Golden rain tree flowers and seed pods. UF/IFAS Extension
By Adrian Hunsberger
Q. I found a whole bunch of black and red bugs on my lawn. Are they eating my plants?
These insects are called the Jadera or golden rain tree bugs. They feed on the seeds of the golden rain tree and the seeds of balloon vine and the invasive Chinaberry but don’t cause noticeable plant damage.
Avoid crushing them since they cause stains and spraying them with pesticides is not warranted.
You can hose them off with water to move them off walkways and porches. Jadera bugs are seasonal and are most noticed when the seeds have dropped from the tree. If this insect is causing a nuisance on lawns and playgrounds, rake up and remove the golden rain tree pods and seeds.
The golden rain tree is a handsome flowering tree well suited to south Florida soils and conditions. The flowers are yellow and the tree produces pink papery seed pods that look like triangular-shaped balloons that are persistent on the tree for a few months.

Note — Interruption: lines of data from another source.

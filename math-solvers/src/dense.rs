//! Dense `ndarray` adapters
//!
//! Implements [`VectorSpace`] for `Array1<T>` and [`LinearOperator`] for
//! `Array2<T>`, so the matrix-free solvers can also be run on small assembled
//! systems (handy for validating an operator against its explicit matrix).

use crate::error::SolverError;
use crate::traits::{LinearOperator, RealField, VectorSpace};
use ndarray::{Array1, Array2, Zip};

fn check_len(expected: usize, actual: usize) -> Result<(), SolverError> {
    if expected != actual {
        return Err(SolverError::DimensionMismatch { expected, actual });
    }
    Ok(())
}

impl<T: RealField> VectorSpace for Array1<T> {
    type Scalar = T;
    type Error = SolverError;

    #[inline]
    fn add_scaled(&mut self, a: T, x: &Self) -> Result<(), SolverError> {
        check_len(self.len(), x.len())?;
        self.scaled_add(a, x);
        Ok(())
    }

    #[inline]
    fn scale(&mut self, a: T) {
        self.mapv_inplace(|v| v * a);
    }

    #[inline]
    fn clear(&mut self) {
        self.fill(T::zero());
    }

    #[inline]
    fn dot(&self, other: &Self) -> Result<T, SolverError> {
        check_len(self.len(), other.len())?;
        Ok(Zip::from(self)
            .and(other)
            .fold(T::zero(), |acc, &x, &y| acc + x * y))
    }

    #[inline]
    fn norm(&self) -> T {
        self.iter().fold(T::zero(), |acc, &x| acc + x * x).sqrt()
    }
}

impl<T: RealField> LinearOperator<Array1<T>> for Array2<T> {
    fn apply_add(&self, a: T, x: &Array1<T>, y: &mut Array1<T>) -> Result<(), SolverError> {
        check_len(self.ncols(), x.len())?;
        check_len(self.nrows(), y.len())?;
        for (yi, row) in y.iter_mut().zip(self.rows()) {
            let ax = Zip::from(&row)
                .and(x)
                .fold(T::zero(), |acc, &aij, &xj| acc + aij * xj);
            *yi += a * ax;
        }
        Ok(())
    }
}
//! Core traits for matrix-free linear algebra
//!
//! This module defines the abstractions the iterative solvers are written against:
//! - [`RealField`]: Trait for the real scalar types (f64 and f32)
//! - [`VectorSpace`]: Elementwise primitives on a vector representation
//! - [`LinearOperator`]: Accumulating operator application `y ← y + a·A·x`
//!
//! The solvers never look inside a vector. Everything they need is expressed
//! through these traits, so a grid function, a plain `Array1` or any other
//! container can be solved for as long as it implements [`VectorSpace`].

use num_traits::{Float, FromPrimitive, NumAssign, ToPrimitive};
use std::fmt::Debug;

/// Trait for real scalar types usable in the solvers.
///
/// Implemented for `f64` (the default everywhere) and `f32` for
/// memory-constrained runs.
pub trait RealField:
    Float + NumAssign + FromPrimitive + ToPrimitive + Send + Sync + Debug + Default + 'static
{
    /// Convert from an `f64` constant.
    ///
    /// Every `f64` is representable (possibly rounded) in both implementors,
    /// so this never fails.
    fn from_f64_lossy(v: f64) -> Self;

    /// Widen to `f64` for logging and reporting.
    fn to_f64_lossy(self) -> f64;
}

impl RealField for f64 {
    #[inline]
    fn from_f64_lossy(v: f64) -> Self {
        v
    }

    #[inline]
    fn to_f64_lossy(self) -> f64 {
        self
    }
}

impl RealField for f32 {
    #[inline]
    fn from_f64_lossy(v: f64) -> Self {
        v as f32
    }

    #[inline]
    fn to_f64_lossy(self) -> f64 {
        self as f64
    }
}

/// Vector-space primitives required by the Krylov solvers.
///
/// All operations mutate in place; nothing here allocates. Binary operations
/// must validate that both operands are compatible before touching any value
/// and report a mismatch through [`VectorSpace::Error`].
pub trait VectorSpace {
    /// Scalar field of the vector space
    type Scalar: RealField;

    /// Error raised by binary operations on incompatible operands
    type Error;

    /// `self ← self + a·x`
    fn add_scaled(&mut self, a: Self::Scalar, x: &Self) -> Result<(), Self::Error>;

    /// `self ← a·self`
    fn scale(&mut self, a: Self::Scalar);

    /// `self ← 0`
    fn clear(&mut self);

    /// Inner product `<self, other>`
    fn dot(&self, other: &Self) -> Result<Self::Scalar, Self::Error>;

    /// Euclidean norm `sqrt(<self, self>)`
    fn norm(&self) -> Self::Scalar;
}

/// Trait for linear operators applied without assembling a matrix.
///
/// The implementing value carries whatever auxiliary data the operator needs
/// (mesh parameters, coefficients, a stored matrix); it is the solver's
/// "context" and is only ever borrowed immutably.
pub trait LinearOperator<V: VectorSpace> {
    /// Accumulate the operator image: `y ← y + a·A·x`
    ///
    /// `y` is not cleared first. Callers wanting `y = A·x` clear it beforehand.
    fn apply_add(&self, a: V::Scalar, x: &V, y: &mut V) -> Result<(), V::Error>;
}
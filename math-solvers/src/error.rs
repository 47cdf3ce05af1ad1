//! Error types for the iterative solvers.
//!
//! Vector-operation failures belong to the vector representation and travel
//! through [`VectorSpace::Error`](crate::VectorSpace::Error); the variants here
//! cover what the solvers themselves and the dense adapters can detect.

use thiserror::Error;

/// Errors raised by the solvers and the dense `ndarray` adapters.
#[derive(Debug, Clone, PartialEq, Error)]
pub enum SolverError {
    /// Two operands have different lengths.
    #[error("dimension mismatch: expected {expected}, got {actual}")]
    DimensionMismatch {
        /// Length of the left-hand operand
        expected: usize,
        /// Length of the right-hand operand
        actual: usize,
    },

    /// `<p, A p>` vanished or became non-finite, so the step length is undefined.
    #[error("CG breakdown at iteration {iteration}: <p, Ap> = {curvature:e}")]
    Breakdown {
        /// Iteration at which the breakdown occurred
        iteration: usize,
        /// The offending value of `<p, A p>`
        curvature: f64,
    },

    /// The residual norm is NaN or infinite (non-finite input data).
    #[error("non-finite residual at iteration {iteration}")]
    NonFiniteResidual {
        /// Iteration at which the residual was evaluated
        iteration: usize,
    },

    /// Tolerance is negative or NaN.
    #[error("invalid tolerance: {tolerance} (must be >= 0)")]
    InvalidTolerance {
        /// The rejected tolerance
        tolerance: f64,
    },
}

/// A specialized `Result` type for solver operations.
pub type Result<T> = std::result::Result<T, SolverError>;

impl SolverError {
    /// Returns `true` if the operands had incompatible shapes.
    pub fn is_dimension_error(&self) -> bool {
        matches!(self, SolverError::DimensionMismatch { .. })
    }

    /// Returns `true` if the iteration itself broke down.
    pub fn is_breakdown(&self) -> bool {
        matches!(
            self,
            SolverError::Breakdown { .. } | SolverError::NonFiniteResidual { .. }
        )
    }
}
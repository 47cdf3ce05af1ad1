//! Error types for grid functions and the finite-difference driver.

use solvers::SolverError;
use thiserror::Error;

/// Errors that can occur while building or operating on grid functions.
#[derive(Debug, Error)]
pub enum FdmError {
    /// Two grid functions with different resolution met in one operation.
    #[error("shape mismatch: expected n = {expected}, got n = {actual}")]
    ShapeMismatch {
        /// Interior points per axis of the left-hand operand
        expected: usize,
        /// Interior points per axis of the right-hand operand
        actual: usize,
    },

    /// A grid needs at least one interior point per axis.
    #[error("invalid grid size: n = {n} (must be >= 1)")]
    InvalidSize {
        /// The rejected number of interior points
        n: usize,
    },

    /// Storage for the grid could not be obtained.
    #[error("cannot allocate a grid function with n = {n} interior points per axis")]
    AllocationFailure {
        /// Requested number of interior points per axis
        n: usize,
    },

    /// Writing grid data failed.
    #[error("I/O error: {0}")]
    Io(#[from] std::io::Error),

    /// A configuration file could not be parsed or written.
    #[error("configuration error: {0}")]
    Config(#[from] serde_json::Error),

    /// A configuration value is out of range.
    #[error("invalid configuration: {0}")]
    InvalidConfig(String),

    /// Failure reported by the iterative solver.
    #[error(transparent)]
    Solver(#[from] SolverError),
}

/// A specialized `Result` type for finite-difference operations.
pub type Result<T> = std::result::Result<T, FdmError>;

impl FdmError {
    /// Returns `true` if this is a shape mismatch between two grid functions.
    pub fn is_shape_error(&self) -> bool {
        matches!(self, FdmError::ShapeMismatch { .. })
    }

    /// Returns `true` if the grid could not be created.
    pub fn is_allocation_error(&self) -> bool {
        matches!(
            self,
            FdmError::AllocationFailure { .. } | FdmError::InvalidSize { .. }
        )
    }

    /// Returns `true` if this is a configuration error.
    pub fn is_config_error(&self) -> bool {
        matches!(self, FdmError::Config(_) | FdmError::InvalidConfig(_))
    }
}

Send undamaged (live or dead) insects in a crush-proof container such as a pill bottle or film canister with the top taped on. Mail them in a padded envelope or box with a brief note explaining where you found the insects.
Do not tape insects to paper or place them loose in envelopes. Insect fragments or crushed insect samples are almost impossible to identify.
Send them to the address of your county extension office, found in the blue pages in the phone book under county government.